Yeah, we've strayed very far OT. The thread is about production, not even the outcome of a potential Axis vs. USSR showdown. Unlike Dave Bender, I think the campaign would be a long one, so long term production comes into play; what could Germany produce without the pressures of wars on other fronts? That means no Uboat war, no need for home aerial defense production (beyond the minimum), no diversion of resources to other theaters like Africa (does anyone have information about what equipment and how many men were sent to Africa from 1941-43?), and no bombing campaign disrupting production. There are of course political issues in this, like whether Germany would have enough money to purchase from abroad and how the West would react. But fundamentally this thread is about production output at its core, not politics.
 
Yeah, we've strayed very far OT. The thread is about production, not even the outcome of a potential Axis vs. USSR showdown. Unlike Dave Bender, I think the campaign would be a long one, so long term production comes into play; what could Germany produce without the pressures of wars on other fronts? That means no Uboat war, no need for home aerial defense production (beyond the minimum), no diversion of resources to other theaters like Africa (does anyone have information about what equipment and how many men were sent to Africa from 1941-43?), and no bombing campaign disrupting production. There are of course political issues in this, like whether Germany would have enough money to purchase from abroad and how the West would react. But fundamentally this thread is about production output at its core, not politics.

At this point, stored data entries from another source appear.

//! Workers: reusable execution slots bound to one identity
//!
//! This module contains:
//! - The worker status state machine
//! - The execution context trait and its HTTP (and optional browser) implementations
//! - The `Worker` itself, which reports task completion back to its pool

#[cfg(feature = "browser")]
mod browser;
mod context;
mod http;
mod state;
#[cfg(test)]
pub(crate) mod test_support;

#[cfg(feature = "browser")]
pub use browser::{BrowserContext, BrowserContextFactory};
pub use context::{ContextFactory, ExecutionContext, Navigation};
pub use http::{build_http_client, HttpContext, HttpContextFactory};
pub use state::WorkerStatus;

use crate::config::RuntimeKind;
use crate::identity::IdentityRegistry;
use crate::Result;
use rand::distributions::Alphanumeric;
use rand::Rng;
use std::sync::atomic::{AtomicU64, Ordering};
use std::sync::Arc;
use std::time::Duration;
use tokio::sync::mpsc;
use url::Url;

/// Length of generated worker ids
const WORKER_ID_LEN: usize = 21;

/// Generates a random worker id
pub fn generate_worker_id() -> String {
    rand::thread_rng()
        .sample_iter(&Alphanumeric)
        .take(WORKER_ID_LEN)
        .map(char::from)
        .collect()
}

/// Messages a worker sends to the pool that owns it
#[derive(Debug, Clone, PartialEq, Eq)]
pub enum WorkerMessage {
    /// The worker finished its task and served its cooldown
    Listening { worker_id: String },
}

pub(crate) type WorkerNotifier = mpsc::UnboundedSender<WorkerMessage>;

/// One reusable execution context bound to one identity
pub struct Worker {
    id: String,
    identity: String,
    context: Box<dyn ExecutionContext>,
    cooldown: Duration,
    registry: Arc<IdentityRegistry>,
    notifier: WorkerNotifier,
    tasks_finished: AtomicU64,
}

impl Worker {
    pub(crate) fn new(
        id: String,
        identity: String,
        context: Box<dyn ExecutionContext>,
        cooldown: Duration,
        registry: Arc<IdentityRegistry>,
        notifier: WorkerNotifier,
    ) -> Self {
        Self {
            id,
            identity,
            context,
            cooldown,
            registry,
            notifier,
            tasks_finished: AtomicU64::new(0),
        }
    }

    pub fn id(&self) -> &str {
        &self.id
    }

    /// The identity this worker tags its requests with
    pub fn identity(&self) -> &str {
        &self.identity
    }

    /// Minimum idle time between finishing a task and accepting the next
    pub fn cooldown(&self) -> Duration {
        self.cooldown
    }

    pub fn kind(&self) -> RuntimeKind {
        self.context.kind()
    }

    /// Number of times `finished_task` has completed
    pub fn tasks_finished(&self) -> u64 {
        self.tasks_finished.load(Ordering::SeqCst)
    }

    pub fn is_closed(&self) -> bool {
        self.context.is_closed()
    }

    /// Issues one navigation through the execution context
    pub async fn navigate(&self, url: &Url) -> Result<crate::worker::Navigation> {
        self.context.navigate(url).await
    }

    /// Returns the worker to its pool
    ///
    /// Resets the execution context, waits out the cooldown, then tells the
    /// pool the worker is listening again. A failed reset is logged and does
    /// not keep the worker out of the pool.
    pub async fn finished_task(&self) {
        if !self.context.is_closed() {
            if let Err(e) = self.context.reset().await {
                tracing::warn!(worker = %self.id, error = %e, "failed to reset execution context");
            }
        }

        if !self.cooldown.is_zero() {
            tokio::time::sleep(self.cooldown).await;
        }

        self.tasks_finished.fetch_add(1, Ordering::SeqCst);
        self.notify_listening();
    }

    /// Sends the listening message without reset or cooldown
    pub(crate) fn notify_listening(&self) {
        let message = WorkerMessage::Listening {
            worker_id: self.id.clone(),
        };
        if self.notifier.send(message).is_err() {
            tracing::trace!(worker = %self.id, "pool no longer listening for worker messages");
        }
    }

    /// Releases the identity and closes the execution context
    ///
    /// Returns whether an identity was still registered for this worker.
    pub async fn stop(&self) -> bool {
        let had_identity = self.registry.clear(&self.id);

        if !self.context.is_closed() {
            if let Err(e) = self.context.close().await {
                tracing::warn!(worker = %self.id, error = %e, "failed to close execution context");
            }
        }

        had_identity
    }
}

impl std::fmt::Debug for Worker {
    fn fmt(&self, f: &mut std::fmt::Formatter<'_>) -> std::fmt::Result {
        f.debug_struct("Worker")
            .field("id", &self.id)
            .field("kind", &self.kind())
            .field("cooldown", &self.cooldown)
            .field("tasks_finished", &self.tasks_finished())
            .finish()
    }
}
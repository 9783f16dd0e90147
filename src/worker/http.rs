//! HTTP client execution context
//!
//! Each worker owns its own reqwest client so the identity (User-Agent) can be
//! swapped per worker without touching the others.

use crate::config::RuntimeKind;
use crate::worker::context::{ContextFactory, ExecutionContext, Navigation};
use crate::{HarvestError, Result};
use async_trait::async_trait;
use reqwest::Client;
use std::sync::atomic::{AtomicBool, Ordering};
use std::sync::RwLock;
use std::time::Duration;
use url::Url;

/// Builds an HTTP client tagged with the given identity
///
/// # Arguments
///
/// * `user_agent` - The identity sent as the `User-Agent` header
/// * `timeout` - Whole-request timeout
///
/// # Returns
///
/// * `Ok(Client)` - Successfully built HTTP client
/// * `Err(reqwest::Error)` - Failed to build client
///
/// # Example
///
/// ```no_run
/// use nyaa_harvest::worker::build_http_client;
/// use std::time::Duration;
///
/// let client = build_http_client("Mozilla/5.0", Duration::from_secs(30)).unwrap();
/// ```
pub fn build_http_client(user_agent: &str, timeout: Duration) -> std::result::Result<Client, reqwest::Error> {
    Client::builder()
        .user_agent(user_agent)
        .timeout(timeout)
        .connect_timeout(Duration::from_secs(10))
        .gzip(true)
        .brotli(true)
        .build()
}

/// Execution context backed by a reqwest client
pub struct HttpContext {
    worker_id: String,
    client: RwLock<Client>,
    timeout: Duration,
    closed: AtomicBool,
}

impl HttpContext {
    pub fn new(worker_id: &str, identity: &str, timeout: Duration) -> Result<Self> {
        let client = build_http_client(identity, timeout)?;
        Ok(Self {
            worker_id: worker_id.to_string(),
            client: RwLock::new(client),
            timeout,
            closed: AtomicBool::new(false),
        })
    }

    fn client(&self) -> Client {
        self.client
            .read()
            .unwrap_or_else(|poisoned| poisoned.into_inner())
            .clone()
    }

    fn ensure_open(&self) -> Result<()> {
        if self.is_closed() {
            return Err(HarvestError::ContextClosed {
                worker: self.worker_id.clone(),
            });
        }
        Ok(())
    }
}

#[async_trait]
impl ExecutionContext for HttpContext {
    fn kind(&self) -> RuntimeKind {
        RuntimeKind::Http
    }

    async fn navigate(&self, url: &Url) -> Result<Navigation> {
        self.ensure_open()?;

        let response = self
            .client()
            .get(url.clone())
            .send()
            .await
            .map_err(|source| HarvestError::Http {
                url: url.to_string(),
                source,
            })?;

        let status = response.status().as_u16();
        let final_url = response.url().to_string();
        let content = response.text().await.map_err(|source| HarvestError::Http {
            url: url.to_string(),
            source,
        })?;

        Ok(Navigation {
            status,
            final_url,
            content,
        })
    }

    async fn reset(&self) -> Result<()> {
        // A client keeps no page state between requests
        self.ensure_open()
    }

    async fn set_identity(&self, identity: &str) -> Result<()> {
        self.ensure_open()?;
        let client = build_http_client(identity, self.timeout)?;
        *self
            .client
            .write()
            .unwrap_or_else(|poisoned| poisoned.into_inner()) = client;
        Ok(())
    }

    async fn close(&self) -> Result<()> {
        if !self.closed.swap(true, Ordering::SeqCst) {
            tracing::trace!(worker = %self.worker_id, "http context closed");
        }
        Ok(())
    }

    fn is_closed(&self) -> bool {
        self.closed.load(Ordering::SeqCst)
    }
}

/// Creates one `HttpContext` per worker
#[derive(Debug, Clone)]
pub struct HttpContextFactory {
    timeout: Duration,
}

impl HttpContextFactory {
    pub fn new(timeout: Duration) -> Self {
        Self { timeout }
    }
}

#[async_trait]
impl ContextFactory for HttpContextFactory {
    fn kind(&self) -> RuntimeKind {
        RuntimeKind::Http
    }

    async fn create(&self, worker_id: &str, identity: &str) -> Result<Box<dyn ExecutionContext>> {
        Ok(Box::new(HttpContext::new(worker_id, identity, self.timeout)?))
    }
}
use anyhow::{Context, Result};
use serde::de::{DeserializeOwned, Error as _};
use serde::{Deserialize, Deserializer, Serialize, Serializer};
use serde_json::Value;
use std::fs;
use std::ops::Deref;
use std::path::{Path, PathBuf};

/// A structured book document: metadata, summaries, characters and chapters.
#[derive(Debug, Deserialize, Clone)]
pub struct Book {
    pub basic: Record<BasicFields>,
    pub summary: Summary,
    pub characters: Vec<Character>,
    pub chapters: Vec<Chapter>,
}

pub type Summary = Record<SummaryFields>;
pub type Character = Record<CharacterFields>;
pub type Chapter = Record<ChapterFields>;

/// A typed view over one JSON record that still holds the record as it was
/// read. Serializing a `Record` writes the source value back untouched, so
/// key order and unknown keys reach the prompts exactly as in the file.
#[derive(Debug, Clone)]
pub struct Record<T> {
    fields: T,
    raw: Value,
}

impl<T> Record<T> {
    pub fn raw(&self) -> &Value {
        &self.raw
    }
}

impl<T> Deref for Record<T> {
    type Target = T;

    fn deref(&self) -> &T {
        &self.fields
    }
}

impl<T> Serialize for Record<T> {
    fn serialize<S: Serializer>(&self, serializer: S) -> Result<S::Ok, S::Error> {
        self.raw.serialize(serializer)
    }
}

impl<'de, T: DeserializeOwned> Deserialize<'de> for Record<T> {
    fn deserialize<D: Deserializer<'de>>(deserializer: D) -> Result<Self, D::Error> {
        let raw = Value::deserialize(deserializer)?;
        let fields = T::deserialize(&raw).map_err(D::Error::custom)?;
        Ok(Self { fields, raw })
    }
}

#[derive(Debug, Deserialize, Clone)]
pub struct BasicFields {
    pub title: String,
}

#[derive(Debug, Deserialize, Clone)]
pub struct SummaryFields {
    pub elevator_pitch: String,
    pub expanded_overview: Value,
}

#[derive(Debug, Deserialize, Clone)]
pub struct CharacterFields {
    pub name: String,
    pub primary_role: String,
    pub real_life_summary: String,
    pub story_impact: String,
    pub character_profile: CharacterProfile,
}

#[derive(Debug, Deserialize, Clone)]
pub struct CharacterProfile {
    pub appearance: String,
    pub personality: String,
    pub voice_style: String,
}

// List fields are free-form; null or absent both read as `None`.
#[derive(Debug, Deserialize, Clone)]
pub struct ChapterFields {
    pub chapter_title: String,
    pub chapter_summary: String,
    #[serde(default)]
    pub key_characters: Option<Value>,
    #[serde(default)]
    pub major_themes: Option<Value>,
    #[serde(default)]
    pub pivotal_events: Option<Value>,
    #[serde(default)]
    pub notable_quotes: Option<Value>,
}

impl Book {
    pub fn load(path: &Path) -> Result<Self> {
        let content = fs::read_to_string(path)
            .with_context(|| format!("Failed to read book file {}", path.display()))?;
        Self::from_json(&content).with_context(|| format!("Invalid book data in {}", path.display()))
    }

    pub fn from_json(content: &str) -> Result<Self> {
        // serde names the missing or mistyped key in its message
        let book: Book = serde_json::from_str(content).context("Book JSON does not match the expected layout")?;
        Ok(book)
    }

    pub fn title(&self) -> &str {
        &self.basic.title
    }

    /// 0-based character lookup.
    pub fn character(&self, index: usize) -> Option<&Character> {
        self.characters.get(index)
    }

    /// 1-based chapter lookup. `0` and anything past the end yield `None`.
    pub fn chapter(&self, chapter_num: usize) -> Option<&Chapter> {
        chapter_num
            .checked_sub(1)
            .and_then(|index| self.chapters.get(index))
    }
}

/// Lists `*.json` files in a directory, sorted by file name.
pub fn list_book_files(dir: &Path) -> Result<Vec<PathBuf>> {
    let mut entries = Vec::new();
    for entry in fs::read_dir(dir).with_context(|| format!("Failed to read {}", dir.display()))? {
        let path = entry?.path();
        if path.is_file() && path.extension().map_or(false, |ext| ext == "json") {
            entries.push(path);
        }
    }
    entries.sort();
    Ok(entries)
}

#[cfg(test)]
pub(crate) mod fixtures {
    use super::*;
    use serde_json::json;

    pub fn character_json(name: &str) -> Value {
        json!({
            "name": name,
            "primary_role": format!("{} role", name),
            "real_life_summary": format!("{} summary", name),
            "story_impact": format!("{} impact", name),
            "character_profile": {
                "appearance": "tall",
                "personality": "curious",
                "voice_style": "dry"
            }
        })
    }

    pub fn chapter_json(num: usize) -> Value {
        json!({
            "chapter_title": format!("Chapter Title {}", num),
            "chapter_summary": format!("Events of chapter {}", num),
            "key_characters": [{"name": "Arthur Dent", "role": "Protagonist"}],
            "major_themes": [format!("Theme {}", num)],
            "pivotal_events": [format!("Event {}", num)],
            "notable_quotes": []
        })
    }

    pub fn book_json(characters: usize, chapters: usize) -> Value {
        let names = ["Arthur Dent", "Ford Prefect", "Zaphod Beeblebrox", "Marvin"];
        let characters: Vec<Value> = (0..characters).map(|i| character_json(names[i % names.len()])).collect();
        let chapters: Vec<Value> = (1..=chapters).map(chapter_json).collect();
        json!({
            "basic": {"title": "Hitchhiker's Guide to the Galaxy", "author": "Douglas Adams"},
            "summary": {
                "elevator_pitch": "Earth is demolished for a bypass.",
                "expanded_overview": "Arthur Dent escapes with Ford Prefect.",
                "themes": ["absurdity", "bureaucracy"]
            },
            "characters": characters,
            "chapters": chapters,
        })
    }

    pub fn book(characters: usize, chapters: usize) -> Book {
        serde_json::from_value(book_json(characters, chapters)).unwrap()
    }
}
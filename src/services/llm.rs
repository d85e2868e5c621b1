use anyhow::{anyhow, Context, Result};
use async_trait::async_trait;
use log::info;
use serde::{Deserialize, Serialize};
use std::env;
use std::fmt::Debug;

use crate::core::conversation::{ChatMessage, Role};

#[derive(Debug, Serialize, Deserialize, Clone)]
pub struct LlmConfig {
    #[serde(default = "default_provider")]
    pub provider: String, // "openai", "gemini" or "ollama"
    #[serde(default = "default_request_delay")]
    pub request_delay_ms: u64,
    pub openai: Option<OpenAIConfig>,
    pub gemini: Option<GeminiConfig>,
    pub ollama: Option<OllamaConfig>,
}

impl Default for LlmConfig {
    fn default() -> Self {
        Self {
            provider: default_provider(),
            request_delay_ms: default_request_delay(),
            openai: None,
            gemini: None,
            ollama: None,
        }
    }
}

#[derive(Debug, Serialize, Deserialize, Clone)]
pub struct OpenAIConfig {
    pub api_key: Option<String>,
    #[serde(default = "default_model")]
    pub model: String,
    #[serde(default = "default_openai_base_url")]
    pub base_url: String,
}

impl Default for OpenAIConfig {
    fn default() -> Self {
        Self {
            api_key: None,
            model: default_model(),
            base_url: default_openai_base_url(),
        }
    }
}

#[derive(Debug, Serialize, Deserialize, Clone)]
pub struct GeminiConfig {
    pub api_key: Option<String>,
    #[serde(default = "default_model")]
    pub model: String,
}

impl Default for GeminiConfig {
    fn default() -> Self {
        Self { api_key: None, model: default_model() }
    }
}

#[derive(Debug, Serialize, Deserialize, Clone)]
pub struct OllamaConfig {
    #[serde(default = "default_ollama_base_url")]
    pub base_url: String,
    #[serde(default = "default_ollama_model")]
    pub model: String,
}

impl Default for OllamaConfig {
    fn default() -> Self {
        Self {
            base_url: default_ollama_base_url(),
            model: default_ollama_model(),
        }
    }
}

fn default_provider() -> String {
    "openai".to_string()
}
fn default_request_delay() -> u64 {
    500
}
fn default_model() -> String {
    "gemini-2.0-flash-lite".to_string()
}
// Gemini speaks the OpenAI chat-completions dialect here.
fn default_openai_base_url() -> String {
    "https://generativelanguage.googleapis.com/v1beta/openai".to_string()
}
fn default_ollama_base_url() -> String {
    "http://127.0.0.1:11434".to_string()
}
fn default_ollama_model() -> String {
    "llama3.1".to_string()
}

#[derive(Debug, Clone, Copy, PartialEq)]
pub struct ChatParams {
    pub temperature: f32,
    pub max_tokens: u32,
}

#[async_trait]
pub trait LlmClient: Send + Sync + Debug {
    async fn chat(&self, messages: &[ChatMessage], params: &ChatParams) -> Result<String>;
}

pub fn create_llm(config: &LlmConfig) -> Result<Box<dyn LlmClient>> {
    info!("Initializing LLM client for provider: {}", config.provider);
    match config.provider.as_str() {
        "openai" => {
            let cfg = config.openai.clone().unwrap_or_default();
            let api_key = resolve_api_key(cfg.api_key.as_deref(), &["OPENAI_API_KEY", "GEMINI_API_KEY"])
                .context("OpenAI-compatible provider needs llm.openai.api_key, OPENAI_API_KEY or GEMINI_API_KEY")?;
            Ok(Box::new(OpenAIClient::new(&api_key, &cfg.model, &cfg.base_url)))
        }
        "gemini" => {
            let cfg = config.gemini.clone().unwrap_or_default();
            let api_key = resolve_api_key(cfg.api_key.as_deref(), &["GEMINI_API_KEY"])
                .context("Gemini provider needs llm.gemini.api_key or GEMINI_API_KEY")?;
            Ok(Box::new(GeminiClient::new(&api_key, &cfg.model)))
        }
        "ollama" => {
            let cfg = config.ollama.clone().unwrap_or_default();
            Ok(Box::new(OllamaClient::new(&cfg.base_url, &cfg.model)))
        }
        _ => Err(anyhow!("Unknown LLM provider: {}", config.provider)),
    }
}

fn resolve_api_key(configured: Option<&str>, env_vars: &[&str]) -> Result<String> {
    if let Some(key) = configured.filter(|k| !k.trim().is_empty()) {
        return Ok(key.to_string());
    }
    env_vars
        .iter()
        .find_map(|name| env::var(name).ok().filter(|v| !v.trim().is_empty()))
        .ok_or_else(|| anyhow!("API key is missing"))
}

// --- Gemini ---
#[derive(Debug)]
struct GeminiClient {
    api_key: String,
    model: String,
    client: reqwest::Client,
}

impl GeminiClient {
    fn new(api_key: &str, model: &str) -> Self {
        Self {
            api_key: api_key.to_string(),
            model: model.to_string(),
            client: reqwest::Client::new(),
        }
    }
}

#[derive(Serialize)]
struct GeminiRequest {
    contents: Vec<GeminiContent>,
    #[serde(skip_serializing_if = "Option::is_none")]
    system_instruction: Option<GeminiSystemInstruction>,
    #[serde(rename = "generationConfig")]
    generation_config: GeminiGenerationConfig,
}

#[derive(Serialize)]
struct GeminiContent {
    role: String,
    parts: Vec<GeminiPart>,
}

#[derive(Serialize)]
struct GeminiSystemInstruction {
    parts: Vec<GeminiPart>,
}

#[derive(Serialize)]
struct GeminiPart {
    text: String,
}

#[derive(Serialize)]
struct GeminiGenerationConfig {
    temperature: f32,
    #[serde(rename = "maxOutputTokens")]
    max_output_tokens: u32,
}

#[derive(Deserialize)]
struct GeminiResponse {
    candidates: Option<Vec<GeminiCandidate>>,
    error: Option<GeminiError>,
}

#[derive(Deserialize)]
struct GeminiCandidate {
    content: Option<GeminiContentResponse>,
    #[serde(rename = "finishReason")]
    finish_reason: Option<String>,
}

#[derive(Deserialize)]
struct GeminiContentResponse {
    #[serde(default)]
    parts: Vec<GeminiPartResponse>,
}

#[derive(Deserialize)]
struct GeminiPartResponse {
    text: String,
}

#[derive(Deserialize, Debug)]
struct GeminiError {
    message: String,
}

impl GeminiRequest {
    fn from_messages(messages: &[ChatMessage], params: &ChatParams) -> Self {
        let system_parts: Vec<GeminiPart> = messages
            .iter()
            .filter(|m| m.role == Role::System)
            .map(|m| GeminiPart { text: m.content.clone() })
            .collect();

        let contents = messages
            .iter()
            .filter(|m| m.role != Role::System)
            .map(|m| GeminiContent {
                role: match m.role {
                    Role::Assistant => "model".to_string(),
                    _ => "user".to_string(),
                },
                parts: vec![GeminiPart { text: m.content.clone() }],
            })
            .collect();

        Self {
            contents,
            system_instruction: if system_parts.is_empty() {
                None
            } else {
                Some(GeminiSystemInstruction { parts: system_parts })
            },
            generation_config: GeminiGenerationConfig {
                temperature: params.temperature,
                max_output_tokens: params.max_tokens,
            },
        }
    }
}

#[async_trait]
impl LlmClient for GeminiClient {
    async fn chat(&self, messages: &[ChatMessage], params: &ChatParams) -> Result<String> {
        let url = format!(
            "https://generativelanguage.googleapis.com/v1beta/models/{}:generateContent?key={}",
            self.model, self.api_key
        );

        let request_body = GeminiRequest::from_messages(messages, params);

        let resp = self.client.post(&url)
            .json(&request_body)
            .send()
            .await?;

        if !resp.status().is_success() {
            let error_text = resp.text().await?;
            return Err(anyhow!("Gemini API error: {}", error_text));
        }

        let response_text = resp.text().await?;
        let result: GeminiResponse = match serde_json::from_str(&response_text) {
            Ok(r) => r,
            Err(e) => return Err(anyhow!("Failed to parse Gemini response: {}. Body: {}", e, response_text)),
        };

        if let Some(err) = result.error {
            return Err(anyhow!("Gemini API returned error: {}", err.message));
        }

        if let Some(candidates) = result.candidates {
            if let Some(first) = candidates.first() {
                if let Some(content) = &first.content {
                    if !content.parts.is_empty() {
                        return Ok(content.parts.iter().map(|p| p.text.as_str()).collect());
                    }
                }

                let reason = first.finish_reason.as_deref().unwrap_or("UNKNOWN");
                return Err(anyhow!("Gemini response empty. Finish reason: {}", reason));
            }
        }

        Err(anyhow!("Gemini response format unexpected or empty. Body: {}", response_text))
    }
}

// --- Ollama ---
#[derive(Debug)]
struct OllamaClient {
    base_url: String,
    model: String,
    client: reqwest::Client,
}

impl OllamaClient {
    fn new(base_url: &str, model: &str) -> Self {
        Self {
            base_url: base_url.trim_end_matches('/').to_string(),
            model: model.to_string(),
            client: reqwest::Client::new(),
        }
    }
}

#[derive(Serialize)]
struct OllamaRequest<'a> {
    model: &'a str,
    messages: &'a [ChatMessage],
    stream: bool,
    options: OllamaOptions,
}

#[derive(Serialize)]
struct OllamaOptions {
    temperature: f32,
    num_predict: u32,
}

#[derive(Deserialize)]
struct OllamaResponse {
    message: OllamaMessageResponse,
}

#[derive(Deserialize)]
struct OllamaMessageResponse {
    content: String,
}

#[async_trait]
impl LlmClient for OllamaClient {
    async fn chat(&self, messages: &[ChatMessage], params: &ChatParams) -> Result<String> {
        let url = format!("{}/api/chat", self.base_url);

        let request_body = OllamaRequest {
            model: &self.model,
            messages,
            stream: false,
            options: OllamaOptions {
                temperature: params.temperature,
                num_predict: params.max_tokens,
            },
        };

        let resp = self.client.post(&url)
            .json(&request_body)
            .send()
            .await?;

        if !resp.status().is_success() {
            let error_text = resp.text().await?;
            return Err(anyhow!("Ollama API error: {}", error_text));
        }

        let result: OllamaResponse = resp.json().await?;
        Ok(result.message.content)
    }
}

// --- OpenAI ---

#[derive(Debug)]
struct OpenAIClient {
    api_key: String,
    model: String,
    base_url: String,
    client: reqwest::Client,
}

impl OpenAIClient {
    fn new(api_key: &str, model: &str, base_url: &str) -> Self {
        Self {
            api_key: api_key.to_string(),
            model: model.to_string(),
            base_url: base_url.trim_end_matches('/').to_string(),
            client: reqwest::Client::new(),
        }
    }
}

#[derive(Serialize)]
struct OpenAIRequest<'a> {
    model: &'a str,
    messages: &'a [ChatMessage],
    temperature: f32,
    max_tokens: u32,
}

#[derive(Deserialize)]
struct OpenAIResponse {
    choices: Vec<OpenAIChoice>,
}

#[derive(Deserialize)]
struct OpenAIChoice {
    message: OpenAIMessageResponse,
}

#[derive(Deserialize)]
struct OpenAIMessageResponse {
    content: Option<String>,
}

#[async_trait]
impl LlmClient for OpenAIClient {
    async fn chat(&self, messages: &[ChatMessage], params: &ChatParams) -> Result<String> {
        let url = format!("{}/chat/completions", self.base_url);

        let request_body = OpenAIRequest {
            model: &self.model,
            messages,
            temperature: params.temperature,
            max_tokens: params.max_tokens,
        };

        let resp = self.client.post(&url)
            .header("Authorization", format!("Bearer {}", self.api_key))
            .json(&request_body)
            .send()
            .await?;

        if !resp.status().is_success() {
            let status = resp.status();
            let error_text = resp.text().await?;
            return Err(anyhow!("OpenAI API error ({}): {}", status, error_text));
        }

        let result: OpenAIResponse = resp.json().await?;
        if let Some(choice) = result.choices.first() {
             if let Some(content) = &choice.message.content {
                 return Ok(content.clone());
             }
        }

        Err(anyhow!("OpenAI response empty or missing content"))
    }
}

The North Africa campaign cost the Germans roughly 150,000 killed and captured (all highly trained and experienced). I'm not finding a breakdown of Axis material losses by nationality but in total there were approx 800 planes, 6,200 guns (including lots of 88s), 2500 tanks (mainly Pz II-IV, and - IIRC - a Tiger heavy battalion, along with Italian armor), and 70,000 other vehicles.

Good call on the political issues.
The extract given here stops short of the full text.